EXERCISE BRIEF:
Repeat the entries exactly as they appear.

DATA RECORDS:
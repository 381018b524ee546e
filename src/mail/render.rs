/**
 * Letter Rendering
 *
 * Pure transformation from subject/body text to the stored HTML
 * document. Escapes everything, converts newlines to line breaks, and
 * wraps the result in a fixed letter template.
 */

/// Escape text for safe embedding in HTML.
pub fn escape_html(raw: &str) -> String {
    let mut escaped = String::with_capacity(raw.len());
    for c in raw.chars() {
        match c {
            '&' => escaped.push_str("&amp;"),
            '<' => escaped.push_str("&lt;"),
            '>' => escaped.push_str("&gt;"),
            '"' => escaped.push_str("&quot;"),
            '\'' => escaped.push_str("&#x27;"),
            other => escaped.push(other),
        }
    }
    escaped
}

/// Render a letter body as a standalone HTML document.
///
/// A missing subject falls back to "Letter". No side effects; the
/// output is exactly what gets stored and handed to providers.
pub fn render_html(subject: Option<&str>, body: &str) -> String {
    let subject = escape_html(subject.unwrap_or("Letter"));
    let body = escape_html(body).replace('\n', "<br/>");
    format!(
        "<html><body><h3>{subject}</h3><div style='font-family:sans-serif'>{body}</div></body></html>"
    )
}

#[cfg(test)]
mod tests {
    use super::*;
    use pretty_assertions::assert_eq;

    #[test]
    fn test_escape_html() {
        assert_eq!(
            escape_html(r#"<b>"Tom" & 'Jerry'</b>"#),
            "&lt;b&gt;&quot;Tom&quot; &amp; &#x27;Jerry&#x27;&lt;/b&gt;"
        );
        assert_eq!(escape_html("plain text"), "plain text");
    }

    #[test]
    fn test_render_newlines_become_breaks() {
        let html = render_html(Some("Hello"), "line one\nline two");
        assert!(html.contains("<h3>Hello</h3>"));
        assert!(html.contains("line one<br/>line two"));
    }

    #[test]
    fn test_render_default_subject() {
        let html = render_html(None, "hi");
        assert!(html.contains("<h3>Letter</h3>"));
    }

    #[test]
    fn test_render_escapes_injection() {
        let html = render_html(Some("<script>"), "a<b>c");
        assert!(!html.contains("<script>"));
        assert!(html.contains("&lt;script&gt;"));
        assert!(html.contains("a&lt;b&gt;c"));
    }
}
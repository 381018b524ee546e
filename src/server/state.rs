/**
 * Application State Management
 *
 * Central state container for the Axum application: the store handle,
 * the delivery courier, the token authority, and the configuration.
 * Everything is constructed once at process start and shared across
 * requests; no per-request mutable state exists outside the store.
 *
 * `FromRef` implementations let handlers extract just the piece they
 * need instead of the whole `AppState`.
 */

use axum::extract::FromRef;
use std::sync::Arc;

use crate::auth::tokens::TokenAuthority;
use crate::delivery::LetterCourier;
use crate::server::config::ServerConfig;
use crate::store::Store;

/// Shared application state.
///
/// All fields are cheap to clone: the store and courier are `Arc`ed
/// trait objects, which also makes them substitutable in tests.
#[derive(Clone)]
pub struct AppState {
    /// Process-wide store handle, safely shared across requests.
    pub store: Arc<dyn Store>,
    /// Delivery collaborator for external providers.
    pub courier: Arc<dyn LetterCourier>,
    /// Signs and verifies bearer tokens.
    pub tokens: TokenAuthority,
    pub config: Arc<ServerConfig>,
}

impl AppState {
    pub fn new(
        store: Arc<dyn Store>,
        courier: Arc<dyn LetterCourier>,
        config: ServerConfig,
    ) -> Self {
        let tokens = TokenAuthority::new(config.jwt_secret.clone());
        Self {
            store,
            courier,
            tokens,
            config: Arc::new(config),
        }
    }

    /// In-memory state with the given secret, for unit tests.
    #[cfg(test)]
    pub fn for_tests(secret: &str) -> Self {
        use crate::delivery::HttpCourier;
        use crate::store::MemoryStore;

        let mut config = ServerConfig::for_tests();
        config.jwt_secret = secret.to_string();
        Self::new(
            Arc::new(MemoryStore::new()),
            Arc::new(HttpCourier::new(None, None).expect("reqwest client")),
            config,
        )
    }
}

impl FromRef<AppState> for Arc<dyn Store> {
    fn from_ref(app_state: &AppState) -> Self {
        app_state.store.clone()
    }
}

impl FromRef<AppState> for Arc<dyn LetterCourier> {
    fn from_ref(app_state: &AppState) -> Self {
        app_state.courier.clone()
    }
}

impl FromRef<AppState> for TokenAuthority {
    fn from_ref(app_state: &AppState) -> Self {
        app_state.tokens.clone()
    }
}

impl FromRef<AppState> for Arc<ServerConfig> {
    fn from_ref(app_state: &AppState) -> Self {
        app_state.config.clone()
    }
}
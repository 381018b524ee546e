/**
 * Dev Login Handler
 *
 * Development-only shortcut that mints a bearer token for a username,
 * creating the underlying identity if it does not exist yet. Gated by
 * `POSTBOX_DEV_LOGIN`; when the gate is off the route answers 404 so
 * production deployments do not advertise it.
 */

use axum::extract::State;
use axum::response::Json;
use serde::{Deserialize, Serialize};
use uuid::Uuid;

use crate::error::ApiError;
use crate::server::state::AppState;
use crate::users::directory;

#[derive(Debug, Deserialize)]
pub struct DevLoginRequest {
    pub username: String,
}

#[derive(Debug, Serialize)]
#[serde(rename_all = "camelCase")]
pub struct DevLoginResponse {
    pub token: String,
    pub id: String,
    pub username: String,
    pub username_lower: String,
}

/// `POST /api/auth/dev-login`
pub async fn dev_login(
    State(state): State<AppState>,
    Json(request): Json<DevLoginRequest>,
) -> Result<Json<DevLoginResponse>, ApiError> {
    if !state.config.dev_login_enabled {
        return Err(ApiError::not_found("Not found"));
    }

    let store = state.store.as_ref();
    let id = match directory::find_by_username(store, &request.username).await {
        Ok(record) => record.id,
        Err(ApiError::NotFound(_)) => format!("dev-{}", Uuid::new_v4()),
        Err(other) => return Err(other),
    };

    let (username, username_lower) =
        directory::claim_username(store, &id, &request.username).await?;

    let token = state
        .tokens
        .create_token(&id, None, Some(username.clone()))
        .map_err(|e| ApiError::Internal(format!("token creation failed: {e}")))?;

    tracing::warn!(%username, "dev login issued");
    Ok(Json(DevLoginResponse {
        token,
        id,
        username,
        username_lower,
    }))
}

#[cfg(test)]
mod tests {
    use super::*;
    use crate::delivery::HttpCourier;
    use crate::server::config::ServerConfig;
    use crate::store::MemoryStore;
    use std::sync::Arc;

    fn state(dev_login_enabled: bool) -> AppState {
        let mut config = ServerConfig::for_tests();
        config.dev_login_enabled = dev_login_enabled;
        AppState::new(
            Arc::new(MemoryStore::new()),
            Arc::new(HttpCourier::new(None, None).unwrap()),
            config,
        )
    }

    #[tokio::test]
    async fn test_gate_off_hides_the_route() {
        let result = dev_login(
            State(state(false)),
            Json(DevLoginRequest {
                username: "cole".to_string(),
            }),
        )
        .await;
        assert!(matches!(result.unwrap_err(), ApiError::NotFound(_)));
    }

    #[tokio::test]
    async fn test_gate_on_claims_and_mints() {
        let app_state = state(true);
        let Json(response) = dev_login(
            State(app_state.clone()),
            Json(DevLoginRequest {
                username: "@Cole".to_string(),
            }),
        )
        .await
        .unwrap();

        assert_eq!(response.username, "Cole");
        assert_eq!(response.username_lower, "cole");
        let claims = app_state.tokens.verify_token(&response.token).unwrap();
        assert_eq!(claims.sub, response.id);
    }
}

EXERCISE RESPONSE:
repository 381018b524ee546e
filename src/mail/render.rs
/**
 * Letter Rendering
 *
 * Pure transformation from subject/body text to the stored HTML
 * document. Escapes everything, converts newlines to line breaks, and
 * wraps the result in a fixed letter template.
 */

/// Escape text for safe embedding in HTML.
pub fn escape_html(raw: &str) -> String {
    let mut escaped = String::with_capacity(raw.len());
    for c in raw.chars() {
        match c {
            '&' => escaped.push_str("&amp;"),
            '<' => escaped.push_str("&lt;"),
            '>' => escaped.push_str("&gt;"),
            '"' => escaped.push_str("&quot;"),
            '\'' => escaped.push_str("&#x27;"),
            other => escaped.push(other),
        }
    }
    escaped
}

/// Render a letter body as a standalone HTML document.
///
/// A missing subject falls back to "Letter". No side effects; the
/// output is exactly what gets stored and handed to providers.
pub fn render_html(subject: Option<&str>, body: &str) -> String {
    let subject = escape_html(subject.unwrap_or("Letter"));
    let body = escape_html(body).replace('\n', "<br/>");
    format!(
        "<html><body><h3>{subject}</h3><div style='font-family:sans-serif'>{body}</div></body></html>"
    )
}

#[cfg(test)]
mod tests {
    use super::*;
    use pretty_assertions::assert_eq;

    #[test]
    fn test_escape_html() {
        assert_eq!(
            escape_html(r#"<b>"Tom" & 'Jerry'</b>"#),
            "&lt;b&gt;&quot;Tom&quot; &amp; &#x27;Jerry&#x27;&lt;/b&gt;"
        );
        assert_eq!(escape_html("plain text"), "plain text");
    }

    #[test]
    fn test_render_newlines_become_breaks() {
        let html = render_html(Some("Hello"), "line one\nline two");
        assert!(html.contains("<h3>Hello</h3>"));
        assert!(html.contains("line one<br/>line two"));
    }

    #[test]
    fn test_render_default_subject() {
        let html = render_html(None, "hi");
        assert!(html.contains("<h3>Letter</h3>"));
    }

    #[test]
    fn test_render_escapes_injection() {
        let html = render_html(Some("<script>"), "a<b>c");
        assert!(!html.contains("<script>"));
        assert!(html.contains("&lt;script&gt;"));
        assert!(html.contains("a&lt;b&gt;c"));
    }
}
repository 381018b524ee546e
filename src/server/state.rs
/**
 * Application State Management
 *
 * Central state container for the Axum application: the store handle,
 * the delivery courier, the token authority, and the configuration.
 * Everything is constructed once at process start and shared across
 * requests; no per-request mutable state exists outside the store.
 *
 * `FromRef` implementations let handlers extract just the piece they
 * need instead of the whole `AppState`.
 */

use axum::extract::FromRef;
use std::sync::Arc;

use crate::auth::tokens::TokenAuthority;
use crate::delivery::LetterCourier;
use crate::server::config::ServerConfig;
use crate::store::Store;

/// Shared application state.
///
/// All fields are cheap to clone: the store and courier are `Arc`ed
/// trait objects, which also makes them substitutable in tests.
#[derive(Clone)]
pub struct AppState {
    /// Process-wide store handle, safely shared across requests.
    pub store: Arc<dyn Store>,
    /// Delivery collaborator for external providers.
    pub courier: Arc<dyn LetterCourier>,
    /// Signs and verifies bearer tokens.
    pub tokens: TokenAuthority,
    pub config: Arc<ServerConfig>,
}

impl AppState {
    pub fn new(
        store: Arc<dyn Store>,
        courier: Arc<dyn LetterCourier>,
        config: ServerConfig,
    ) -> Self {
        let tokens = TokenAuthority::new(config.jwt_secret.clone());
        Self {
            store,
            courier,
            tokens,
            config: Arc::new(config),
        }
    }

    /// In-memory state with the given secret, for unit tests.
    #[cfg(test)]
    pub fn for_tests(secret: &str) -> Self {
        use crate::delivery::HttpCourier;
        use crate::store::MemoryStore;

        let mut config = ServerConfig::for_tests();
        config.jwt_secret = secret.to_string();
        Self::new(
            Arc::new(MemoryStore::new()),
            Arc::new(HttpCourier::new(None, None).expect("reqwest client")),
            config,
        )
    }
}

impl FromRef<AppState> for Arc<dyn Store> {
    fn from_ref(app_state: &AppState) -> Self {
        app_state.store.clone()
    }
}

impl FromRef<AppState> for Arc<dyn LetterCourier> {
    fn from_ref(app_state: &AppState) -> Self {
        app_state.courier.clone()
    }
}

impl FromRef<AppState> for TokenAuthority {
    fn from_ref(app_state: &AppState) -> Self {
        app_state.tokens.clone()
    }
}

impl FromRef<AppState> for Arc<ServerConfig> {
    fn from_ref(app_state: &AppState) -> Self {
        app_state.config.clone()
    }
}
repository 381018b524ee546e
/**
 * Dev Login Handler
 *
 * Development-only shortcut that mints a bearer token for a username,
 * creating the underlying identity if it does not exist yet. Gated by
 * `POSTBOX_DEV_LOGIN`; when the gate is off the route answers 404 so
 * production deployments do not advertise it.
 */

use axum::extract::State;
use axum::response::Json;
use serde::{Deserialize, Serialize};
use uuid::Uuid;

use crate::error::ApiError;
use crate::server::state::AppState;
use crate::users::directory;

#[derive(Debug, Deserialize)]
pub struct DevLoginRequest {
    pub username: String,
}

#[derive(Debug, Serialize)]
#[serde(rename_all = "camelCase")]
pub struct DevLoginResponse {
    pub token: String,
    pub id: String,
    pub username: String,
    pub username_lower: String,
}

/// `POST /api/auth/dev-login`
pub async fn dev_login(
    State(state): State<AppState>,
    Json(request): Json<DevLoginRequest>,
) -> Result<Json<DevLoginResponse>, ApiError> {
    if !state.config.dev_login_enabled {
        return Err(ApiError::not_found("Not found"));
    }

    let store = state.store.as_ref();
    let id = match directory::find_by_username(store, &request.username).await {
        Ok(record) => record.id,
        Err(ApiError::NotFound(_)) => format!("dev-{}", Uuid::new_v4()),
        Err(other) => return Err(other),
    };

    let (username, username_lower) =
        directory::claim_username(store, &id, &request.username).await?;

    let token = state
        .tokens
        .create_token(&id, None, Some(username.clone()))
        .map_err(|e| ApiError::Internal(format!("token creation failed: {e}")))?;

    tracing::warn!(%username, "dev login issued");
    Ok(Json(DevLoginResponse {
        token,
        id,
        username,
        username_lower,
    }))
}

#[cfg(test)]
mod tests {
    use super::*;
    use crate::delivery::HttpCourier;
    use crate::server::config::ServerConfig;
    use crate::store::MemoryStore;
    use std::sync::Arc;

    fn state(dev_login_enabled: bool) -> AppState {
        let mut config = ServerConfig::for_tests();
        config.dev_login_enabled = dev_login_enabled;
        AppState::new(
            Arc::new(MemoryStore::new()),
            Arc::new(HttpCourier::new(None, None).unwrap()),
            config,
        )
    }

    #[tokio::test]
    async fn test_gate_off_hides_the_route() {
        let result = dev_login(
            State(state(false)),
            Json(DevLoginRequest {
                username: "cole".to_string(),
            }),
        )
        .await;
        assert!(matches!(result.unwrap_err(), ApiError::NotFound(_)));
    }

    #[tokio::test]
    async fn test_gate_on_claims_and_mints() {
        let app_state = state(true);
        let Json(response) = dev_login(
            State(app_state.clone()),
            Json(DevLoginRequest {
                username: "@Cole".to_string(),
            }),
        )
        .await
        .unwrap();

        assert_eq!(response.username, "Cole");
        assert_eq!(response.username_lower, "cole");
        let claims = app_state.tokens.verify_token(&response.token).unwrap();
        assert_eq!(claims.sub, response.id);
    }
}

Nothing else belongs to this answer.